[Dataset entries]
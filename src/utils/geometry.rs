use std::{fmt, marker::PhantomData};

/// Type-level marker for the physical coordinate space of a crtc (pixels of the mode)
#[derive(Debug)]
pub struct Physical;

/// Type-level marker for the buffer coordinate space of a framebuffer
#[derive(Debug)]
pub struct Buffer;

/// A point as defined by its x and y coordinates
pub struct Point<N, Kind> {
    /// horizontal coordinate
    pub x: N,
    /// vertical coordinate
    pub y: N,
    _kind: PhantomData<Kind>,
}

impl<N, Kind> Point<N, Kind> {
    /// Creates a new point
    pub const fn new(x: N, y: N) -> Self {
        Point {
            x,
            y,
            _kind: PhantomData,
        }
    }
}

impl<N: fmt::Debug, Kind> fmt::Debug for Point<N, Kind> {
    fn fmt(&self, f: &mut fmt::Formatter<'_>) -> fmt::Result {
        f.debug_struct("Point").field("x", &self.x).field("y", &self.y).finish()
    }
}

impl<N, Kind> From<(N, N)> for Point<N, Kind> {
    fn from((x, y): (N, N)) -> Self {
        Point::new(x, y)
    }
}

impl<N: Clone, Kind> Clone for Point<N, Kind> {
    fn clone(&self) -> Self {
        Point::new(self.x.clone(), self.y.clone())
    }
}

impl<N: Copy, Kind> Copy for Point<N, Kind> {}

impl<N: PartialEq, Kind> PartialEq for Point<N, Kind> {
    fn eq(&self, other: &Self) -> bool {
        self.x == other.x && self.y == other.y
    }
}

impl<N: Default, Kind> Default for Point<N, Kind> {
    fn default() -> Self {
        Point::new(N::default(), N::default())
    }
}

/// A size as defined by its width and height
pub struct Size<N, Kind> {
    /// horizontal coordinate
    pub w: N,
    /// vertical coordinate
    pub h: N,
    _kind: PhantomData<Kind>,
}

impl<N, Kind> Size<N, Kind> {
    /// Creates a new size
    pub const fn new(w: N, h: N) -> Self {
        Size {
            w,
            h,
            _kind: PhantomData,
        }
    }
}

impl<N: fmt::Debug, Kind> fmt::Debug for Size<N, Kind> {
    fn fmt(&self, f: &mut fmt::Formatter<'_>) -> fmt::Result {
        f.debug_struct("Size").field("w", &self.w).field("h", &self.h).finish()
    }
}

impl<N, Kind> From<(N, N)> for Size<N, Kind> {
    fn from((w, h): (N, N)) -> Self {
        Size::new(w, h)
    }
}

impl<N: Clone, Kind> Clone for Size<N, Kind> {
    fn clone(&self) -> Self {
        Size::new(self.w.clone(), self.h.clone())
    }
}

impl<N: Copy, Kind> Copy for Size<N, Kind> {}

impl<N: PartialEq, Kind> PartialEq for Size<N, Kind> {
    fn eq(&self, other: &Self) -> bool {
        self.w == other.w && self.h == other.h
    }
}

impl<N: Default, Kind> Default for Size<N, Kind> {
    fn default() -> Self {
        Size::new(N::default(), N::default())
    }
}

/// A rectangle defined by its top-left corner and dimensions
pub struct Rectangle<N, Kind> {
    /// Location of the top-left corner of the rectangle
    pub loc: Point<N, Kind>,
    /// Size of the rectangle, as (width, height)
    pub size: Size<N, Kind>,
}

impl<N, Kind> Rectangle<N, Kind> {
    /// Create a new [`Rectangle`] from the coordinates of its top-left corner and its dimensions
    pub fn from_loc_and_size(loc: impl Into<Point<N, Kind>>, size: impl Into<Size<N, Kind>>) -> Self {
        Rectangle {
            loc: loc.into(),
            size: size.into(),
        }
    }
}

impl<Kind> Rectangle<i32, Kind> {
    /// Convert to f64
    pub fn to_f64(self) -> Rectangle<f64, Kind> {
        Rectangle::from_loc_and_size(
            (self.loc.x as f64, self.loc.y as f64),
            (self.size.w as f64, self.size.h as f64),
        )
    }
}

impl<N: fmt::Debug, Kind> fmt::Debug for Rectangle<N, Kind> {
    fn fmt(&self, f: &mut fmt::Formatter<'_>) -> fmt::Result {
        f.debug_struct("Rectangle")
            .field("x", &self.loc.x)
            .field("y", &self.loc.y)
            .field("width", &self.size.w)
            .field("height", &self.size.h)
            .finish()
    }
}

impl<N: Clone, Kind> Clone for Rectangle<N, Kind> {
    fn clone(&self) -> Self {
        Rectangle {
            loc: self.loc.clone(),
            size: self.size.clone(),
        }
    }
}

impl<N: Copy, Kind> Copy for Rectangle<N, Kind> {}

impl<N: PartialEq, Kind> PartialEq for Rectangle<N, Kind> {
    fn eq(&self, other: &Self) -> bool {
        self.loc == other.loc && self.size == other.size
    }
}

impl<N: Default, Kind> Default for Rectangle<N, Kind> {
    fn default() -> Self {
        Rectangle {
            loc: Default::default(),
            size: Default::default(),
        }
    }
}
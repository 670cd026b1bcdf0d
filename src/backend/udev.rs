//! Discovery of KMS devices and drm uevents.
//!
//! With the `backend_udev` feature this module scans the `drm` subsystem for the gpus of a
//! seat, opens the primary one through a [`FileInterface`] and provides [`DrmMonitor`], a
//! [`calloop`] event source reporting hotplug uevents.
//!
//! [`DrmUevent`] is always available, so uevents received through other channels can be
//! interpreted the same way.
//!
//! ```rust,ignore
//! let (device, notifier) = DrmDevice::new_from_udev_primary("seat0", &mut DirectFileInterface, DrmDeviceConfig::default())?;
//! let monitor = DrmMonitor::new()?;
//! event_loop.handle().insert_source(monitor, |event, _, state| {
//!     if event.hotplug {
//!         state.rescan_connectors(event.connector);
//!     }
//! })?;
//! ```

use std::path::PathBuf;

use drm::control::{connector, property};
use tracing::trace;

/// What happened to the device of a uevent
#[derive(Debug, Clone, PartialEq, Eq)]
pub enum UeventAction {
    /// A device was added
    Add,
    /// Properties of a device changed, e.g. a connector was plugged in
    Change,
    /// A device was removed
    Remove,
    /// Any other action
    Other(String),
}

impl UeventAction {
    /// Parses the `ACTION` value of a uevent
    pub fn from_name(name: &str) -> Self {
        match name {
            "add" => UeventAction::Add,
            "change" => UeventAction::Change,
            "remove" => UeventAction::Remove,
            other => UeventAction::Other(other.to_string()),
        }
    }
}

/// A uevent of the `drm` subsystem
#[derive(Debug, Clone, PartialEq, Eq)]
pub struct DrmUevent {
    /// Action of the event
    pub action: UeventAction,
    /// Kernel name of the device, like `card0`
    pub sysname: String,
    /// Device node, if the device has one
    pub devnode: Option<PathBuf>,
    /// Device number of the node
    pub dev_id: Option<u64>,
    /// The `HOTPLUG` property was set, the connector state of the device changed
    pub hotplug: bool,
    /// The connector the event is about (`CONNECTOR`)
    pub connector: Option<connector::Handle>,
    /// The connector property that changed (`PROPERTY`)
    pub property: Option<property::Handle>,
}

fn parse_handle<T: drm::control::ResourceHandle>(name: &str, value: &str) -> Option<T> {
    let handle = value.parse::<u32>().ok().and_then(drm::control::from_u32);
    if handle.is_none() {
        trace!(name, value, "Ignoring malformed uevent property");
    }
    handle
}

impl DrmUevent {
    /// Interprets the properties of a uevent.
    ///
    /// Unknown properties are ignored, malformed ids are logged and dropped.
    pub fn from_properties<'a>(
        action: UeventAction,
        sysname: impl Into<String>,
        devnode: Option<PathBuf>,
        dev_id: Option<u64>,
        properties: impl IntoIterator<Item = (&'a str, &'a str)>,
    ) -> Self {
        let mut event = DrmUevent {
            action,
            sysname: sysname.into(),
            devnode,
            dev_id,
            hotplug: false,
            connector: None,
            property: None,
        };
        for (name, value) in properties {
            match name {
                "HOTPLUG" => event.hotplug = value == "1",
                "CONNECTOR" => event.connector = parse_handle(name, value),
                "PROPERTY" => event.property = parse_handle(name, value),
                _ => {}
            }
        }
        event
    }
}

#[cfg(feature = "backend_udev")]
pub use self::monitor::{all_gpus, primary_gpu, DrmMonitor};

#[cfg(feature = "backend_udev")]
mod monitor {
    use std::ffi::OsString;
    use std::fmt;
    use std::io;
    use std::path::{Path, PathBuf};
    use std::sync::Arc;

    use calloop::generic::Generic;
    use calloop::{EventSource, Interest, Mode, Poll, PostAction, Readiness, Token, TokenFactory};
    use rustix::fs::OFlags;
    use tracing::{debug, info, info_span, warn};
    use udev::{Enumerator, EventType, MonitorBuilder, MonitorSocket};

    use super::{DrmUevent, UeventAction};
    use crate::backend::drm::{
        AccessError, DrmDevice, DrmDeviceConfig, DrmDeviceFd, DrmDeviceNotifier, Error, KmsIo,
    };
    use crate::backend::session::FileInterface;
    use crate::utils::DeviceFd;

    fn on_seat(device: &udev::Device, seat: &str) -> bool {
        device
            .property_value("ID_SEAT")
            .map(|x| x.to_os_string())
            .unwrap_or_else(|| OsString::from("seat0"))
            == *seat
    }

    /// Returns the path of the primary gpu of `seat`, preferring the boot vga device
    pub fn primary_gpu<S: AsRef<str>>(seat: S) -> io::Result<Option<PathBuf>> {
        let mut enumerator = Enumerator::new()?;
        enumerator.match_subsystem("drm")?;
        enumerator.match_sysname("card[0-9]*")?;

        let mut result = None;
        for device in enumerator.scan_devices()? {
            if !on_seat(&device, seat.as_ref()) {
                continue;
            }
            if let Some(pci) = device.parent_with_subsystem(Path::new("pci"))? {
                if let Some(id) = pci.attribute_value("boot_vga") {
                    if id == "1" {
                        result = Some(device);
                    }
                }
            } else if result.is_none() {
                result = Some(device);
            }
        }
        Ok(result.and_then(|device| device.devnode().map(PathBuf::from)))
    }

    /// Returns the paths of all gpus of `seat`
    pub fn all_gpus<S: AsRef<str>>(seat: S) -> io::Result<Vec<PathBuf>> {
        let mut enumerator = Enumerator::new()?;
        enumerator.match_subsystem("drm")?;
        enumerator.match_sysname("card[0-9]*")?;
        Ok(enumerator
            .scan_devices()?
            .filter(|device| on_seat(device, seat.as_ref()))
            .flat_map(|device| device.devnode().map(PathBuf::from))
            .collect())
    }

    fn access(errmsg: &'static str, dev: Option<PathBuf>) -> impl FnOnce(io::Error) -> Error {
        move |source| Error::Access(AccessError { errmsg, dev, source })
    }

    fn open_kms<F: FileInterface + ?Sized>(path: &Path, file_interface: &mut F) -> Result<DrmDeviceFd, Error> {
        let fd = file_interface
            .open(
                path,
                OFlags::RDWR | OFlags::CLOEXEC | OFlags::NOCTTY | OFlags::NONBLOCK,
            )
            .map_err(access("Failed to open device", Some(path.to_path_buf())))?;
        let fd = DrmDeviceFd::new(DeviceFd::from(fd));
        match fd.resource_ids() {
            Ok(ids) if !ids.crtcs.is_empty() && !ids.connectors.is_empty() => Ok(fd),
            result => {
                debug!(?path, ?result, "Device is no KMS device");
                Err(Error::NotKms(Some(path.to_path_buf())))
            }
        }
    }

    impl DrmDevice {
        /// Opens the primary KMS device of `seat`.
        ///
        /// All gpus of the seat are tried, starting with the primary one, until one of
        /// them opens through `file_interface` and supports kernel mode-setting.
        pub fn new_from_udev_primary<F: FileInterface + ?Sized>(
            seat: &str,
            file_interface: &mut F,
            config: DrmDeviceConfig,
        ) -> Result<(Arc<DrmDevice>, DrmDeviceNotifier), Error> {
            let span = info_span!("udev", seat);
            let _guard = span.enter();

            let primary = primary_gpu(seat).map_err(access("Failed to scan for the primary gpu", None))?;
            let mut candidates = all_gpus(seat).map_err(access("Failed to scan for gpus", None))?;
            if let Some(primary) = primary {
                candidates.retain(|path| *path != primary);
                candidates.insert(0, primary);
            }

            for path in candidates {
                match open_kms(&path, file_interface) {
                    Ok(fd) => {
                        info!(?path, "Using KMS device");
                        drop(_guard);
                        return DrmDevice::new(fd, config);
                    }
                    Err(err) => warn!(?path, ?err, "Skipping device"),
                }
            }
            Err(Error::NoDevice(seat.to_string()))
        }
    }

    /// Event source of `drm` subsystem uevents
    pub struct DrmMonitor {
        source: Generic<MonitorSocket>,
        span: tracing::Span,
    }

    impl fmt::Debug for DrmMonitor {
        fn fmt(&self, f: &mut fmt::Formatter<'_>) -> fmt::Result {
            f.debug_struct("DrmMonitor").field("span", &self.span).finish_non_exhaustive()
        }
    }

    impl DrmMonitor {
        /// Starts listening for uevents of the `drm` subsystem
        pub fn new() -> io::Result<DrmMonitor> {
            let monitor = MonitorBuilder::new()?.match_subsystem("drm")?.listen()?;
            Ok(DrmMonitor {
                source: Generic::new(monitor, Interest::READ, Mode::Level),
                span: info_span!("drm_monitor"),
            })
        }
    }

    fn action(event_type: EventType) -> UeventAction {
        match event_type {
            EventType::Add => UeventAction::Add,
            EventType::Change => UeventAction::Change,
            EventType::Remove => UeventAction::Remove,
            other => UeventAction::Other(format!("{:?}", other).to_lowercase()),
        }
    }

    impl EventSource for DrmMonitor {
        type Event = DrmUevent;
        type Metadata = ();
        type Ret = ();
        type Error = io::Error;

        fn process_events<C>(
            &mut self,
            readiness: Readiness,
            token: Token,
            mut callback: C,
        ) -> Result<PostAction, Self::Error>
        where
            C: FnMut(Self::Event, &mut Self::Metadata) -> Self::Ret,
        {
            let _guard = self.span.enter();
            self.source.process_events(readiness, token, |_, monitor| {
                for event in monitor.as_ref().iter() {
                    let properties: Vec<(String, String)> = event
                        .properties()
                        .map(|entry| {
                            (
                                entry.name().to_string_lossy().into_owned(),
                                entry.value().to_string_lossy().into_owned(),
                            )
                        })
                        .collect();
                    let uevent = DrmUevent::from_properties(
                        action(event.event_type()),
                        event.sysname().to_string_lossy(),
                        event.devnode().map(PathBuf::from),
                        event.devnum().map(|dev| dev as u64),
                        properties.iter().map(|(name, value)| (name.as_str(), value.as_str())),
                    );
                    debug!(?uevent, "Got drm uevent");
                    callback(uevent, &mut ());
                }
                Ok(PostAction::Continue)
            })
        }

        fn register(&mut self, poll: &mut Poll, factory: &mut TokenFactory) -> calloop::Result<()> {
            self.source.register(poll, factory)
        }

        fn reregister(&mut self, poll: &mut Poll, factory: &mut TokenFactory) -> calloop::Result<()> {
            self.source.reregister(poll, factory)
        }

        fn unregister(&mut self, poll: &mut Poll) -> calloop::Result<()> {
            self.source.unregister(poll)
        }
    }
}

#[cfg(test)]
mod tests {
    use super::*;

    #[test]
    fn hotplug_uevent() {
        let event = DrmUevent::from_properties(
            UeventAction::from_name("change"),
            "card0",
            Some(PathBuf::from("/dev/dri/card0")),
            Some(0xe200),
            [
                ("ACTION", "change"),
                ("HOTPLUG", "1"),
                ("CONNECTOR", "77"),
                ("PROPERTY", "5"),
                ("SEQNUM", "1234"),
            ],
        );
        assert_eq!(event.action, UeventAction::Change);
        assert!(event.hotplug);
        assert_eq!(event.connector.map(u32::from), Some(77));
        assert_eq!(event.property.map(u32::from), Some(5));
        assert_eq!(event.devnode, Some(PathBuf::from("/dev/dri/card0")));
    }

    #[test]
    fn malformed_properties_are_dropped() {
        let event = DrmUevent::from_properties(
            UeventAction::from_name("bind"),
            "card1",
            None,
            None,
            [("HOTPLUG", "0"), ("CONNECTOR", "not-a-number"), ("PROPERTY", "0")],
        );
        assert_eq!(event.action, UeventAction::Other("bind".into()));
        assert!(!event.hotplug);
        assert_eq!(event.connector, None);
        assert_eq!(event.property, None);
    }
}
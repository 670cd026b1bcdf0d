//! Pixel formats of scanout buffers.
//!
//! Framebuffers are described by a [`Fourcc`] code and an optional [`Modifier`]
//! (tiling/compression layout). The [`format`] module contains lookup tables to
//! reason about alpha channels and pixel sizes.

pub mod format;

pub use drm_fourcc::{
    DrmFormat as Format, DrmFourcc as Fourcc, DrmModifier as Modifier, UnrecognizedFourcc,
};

Your task - Scan the lines above for the word "unregister", then copy each line that has it.

Solution to this exercise -
        fn unregister(&mut self, poll: &mut Poll) -> calloop::Result<()> {
            self.source.unregister(poll)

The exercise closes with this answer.